All Eyez On Me di Benny Boom | Recensione
Pubblicato il 7 Settembre 2017 alle 20:00
Dopo i pessimi Next Day Air e S.W.A.T.: Firefight, Benny Boom dirige il biopic incentrato sulla figura del leggendario rapper Tupac Shakur.
C’è del marcio in Danimarca.
Non riesco a trovare una frase d’apertura migliore per questa recensione, nella quale si parlerà del pessimo (davvero, davvero pessimo) All Eyez On Me. Del resto Shakespeare (che ha influito non poco sulla complessità lirica e sulla profondità emotiva dei testi di Tupac Shakur) verrà citato moltissime volte nel corso del film, così tante volte che viene da chiedersi come mai un film che si diverte a citare Shakespeare in continuazione possa essere così scarno, così vuoto, così privo di passione o di enfasi o di qualsiasi cosa, così poco shakespeariano (considerato il materiale di partenza, infatti, i toni da tragedia shakespeariana sarebbero calzati come un guanto a questa produzione).

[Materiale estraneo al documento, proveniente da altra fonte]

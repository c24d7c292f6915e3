//! Retry with exponential backoff.
//!
//! Shared by the extractor and the loader: every network call to a
//! dependency is retried with a doubling delay up to a cap and a bounded
//! attempt count. Exhaustion propagates the last error to the caller
//! rather than dropping the work.

use std::fmt::Display;
use std::future::Future;
use std::time::Duration;

use tokio::time::sleep;
use tracing::warn;

/// Backoff schedule for retried operations.
#[derive(Debug, Clone)]
pub struct RetryPolicy {
    /// Total attempts, including the first one.
    pub max_attempts: u32,
    /// Delay before the first retry.
    pub base_delay: Duration,
    /// Upper bound the doubling delay saturates at.
    pub max_delay: Duration,
}

impl Default for RetryPolicy {
    fn default() -> Self {
        Self {
            max_attempts: 5,
            base_delay: Duration::from_millis(500),
            max_delay: Duration::from_secs(10),
        }
    }
}

/// Run `operation` until it succeeds or the policy's attempts run out.
///
/// Returns the first success, or the last error once attempts are
/// exhausted. Each failed attempt is logged with the delay before the
/// next one.
pub async fn with_backoff<T, E, F, Fut>(
    policy: &RetryPolicy,
    operation_name: &str,
    mut operation: F,
) -> Result<T, E>
where
    F: FnMut() -> Fut,
    Fut: Future<Output = Result<T, E>>,
    E: Display,
{
    let mut delay = policy.base_delay;
    let mut attempt = 1u32;

    loop {
        match operation().await {
            Ok(value) => return Ok(value),
            Err(e) if attempt >= policy.max_attempts.max(1) => {
                warn!(
                    operation = operation_name,
                    attempts = attempt,
                    error = %e,
                    "Retries exhausted"
                );
                return Err(e);
            }
            Err(e) => {
                warn!(
                    operation = operation_name,
                    attempt = attempt,
                    delay_ms = delay.as_millis() as u64,
                    error = %e,
                    "Attempt failed, backing off"
                );
                sleep(delay).await;
                delay = (delay * 2).min(policy.max_delay);
                attempt += 1;
            }
        }
    }
}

Invece è un’assoluta debacle, quella diretta da Benny Boom: ben 140 minuti di sequenze montate insieme che non riescono a coinvolgere, ad emozionare, a commuovere, ad esaltare, ma solo ad annoiare (profondamente) e a far riflettere (intensamente) su come si sia potuti arrivare ad un tale disastro.
E visto che ho avuto 140 minuti per pensarci, adesso ve lo spiego.
In primo luogo, si tratta di uno dei più inutili biopic musicali mai creati. Se siete fan del rapper/profeta Tupac Shakur, All Eyez On Me non vi dirà nulla di più che già non sapete. Se non avete mai sentito parlare di quello che è una delle più grandi figure musicali di tutti i tempi, All Eyez On Me di certo non vi farà venire voglia di approfondire la conoscenza (forse la colonna sonora potrà stuzzicarvi: in quel caso, a parte la sua discografia, recuperate il documentario Resurrection, o visionate la pagina di Wikipedia dedicata – che di certo è più fornita di questo film).
In secondo luogo, la figura del protagonista viene ridotta ad una mera impersonificazione. Demetrius Shipp Jr. non fa nulla per diventare Tupac se non vestirsi come Tupac: il suo unico merito è quello di assomigliare terribilmente al compianto e geniale artista, ma assomigliare non basta mai nel cinema, soprattutto quando si è chiamati ad interpretare una figura così sfaccettata, così controversa, così assolutamente umana e figlia dei suoi tempi.
E ancora: il film sembra essere molto più interessato a mostrare che a raccontare, solo che il tutto sfocia quasi sempre nel ridicolo, soprattutto quando Boom prova a mettere in scena momenti storici e/o outfit iconici del rapper e della sua crew con la dovizia di particolari di un regista di fan-film.
Per non parlare della scorrettezza che Boom si permette di fare nella scena in tribunale: il controverso caso di violenza sessuale che vide coinvolto il rapper, qui viene contestualizzato all’interno di quella che è (o sarebbe, o dovrebbe essere) la narrazione di una biografia, con Tupac e la sua presunta vittima che ci vengono mostrati mentre ballano sulle note di Bump & Grind di R. Kelly la notte precedente, notte che si conclude con Shakur che sfugge alle avances della donna e va a coricarsi in un’altra stanza. E addirittura, al momento del verdetto, Boom inquadra in primo piano la donna e ha perfino il coraggio di dipingerla come una sorta di villain, mostrandocela mentre festeggia allegramente coi suoi avvocati e quasi si fa beffe del protagonista.
Non ci siamo. Non ci siamo in nessun modo.
Non c’è estro artistico, non c’è carisma, non c’è nulla nelle immagini filmate da Boom che possa sperare di rendere quanto meno giustizia alla vita e alla carriera di un artista che in soli 25 anni di vita ha rivoluzionato tanto il genere musicale d’appartenenza quanto l’America intera.
La più grande delusione per i fan di Tupac, poi, è che d’ora in avanti All Eyez On Me non sarà mai più soltanto uno dei più grandi dischi mai incisi. Come si dice, oltre al danno anche la beffa. E l’unica parte che davvero valga qualcosa – l’epilogo durante i titoli di coda, con un’intervista del vero Tupac – è anche quella che più fa rimpiangere la mancanza di un buon film sull’uomo, il mito, la leggenda: “Magari non cambierò il mondo di persona, ma di sicuro influenzerò la mente della persona che un giorno il mondo lo cambierà”. Ecco, Benny Boom non è quella persona.